Gather every line from the entries below that includes "input".

◇ ◇ ◇ ◇ ◇ ◇ ◇

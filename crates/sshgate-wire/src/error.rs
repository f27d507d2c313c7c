//! Error types for the sshgate-wire crate.
//!
//! Decoding is the only fallible operation; encoding into a growable buffer
//! cannot fail.

/// The error type for payload decoding.
#[derive(Debug, Clone, PartialEq, Eq, thiserror::Error)]
pub enum DecodeError {
    /// The input ended before a field could be read.
    #[error("truncated payload: field {field} needs {needed} bytes, {remaining} remaining")]
    Truncated {
        /// The field being read.
        field: &'static str,
        /// Bytes required to read the field.
        needed: usize,
        /// Bytes left in the input.
        remaining: usize,
    },

    /// A string field did not contain valid UTF-8.
    #[error("field {field} is not valid UTF-8")]
    InvalidUtf8 {
        /// The offending field.
        field: &'static str,
    },

    /// Bytes were left over after the last field.
    #[error("{count} trailing bytes after payload")]
    TrailingBytes {
        /// Number of unread bytes.
        count: usize,
    },

    /// A terminal mode list was not terminated by `TTY_OP_END`.
    #[error("terminal mode list is not terminated")]
    UnterminatedModes,
}

impl DecodeError {
    /// Create a truncation error.
    #[must_use]
    pub const fn truncated(field: &'static str, needed: usize, remaining: usize) -> Self {
        Self::Truncated {
            field,
            needed,
            remaining,
        }
    }

    /// Check if this error was caused by short input.
    #[must_use]
    pub const fn is_truncated(&self) -> bool {
        matches!(self, Self::Truncated { .. })
    }
}

/// Result type for decoding.
pub type Result<T> = std::result::Result<T, DecodeError>;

◇ ◇ ◇ ◇ ◇ ◇ ◇

__YOUR RESPONSE__:
    /// The input ended before a field could be read.
        /// Bytes left in the input.
    /// Check if this error was caused by short input.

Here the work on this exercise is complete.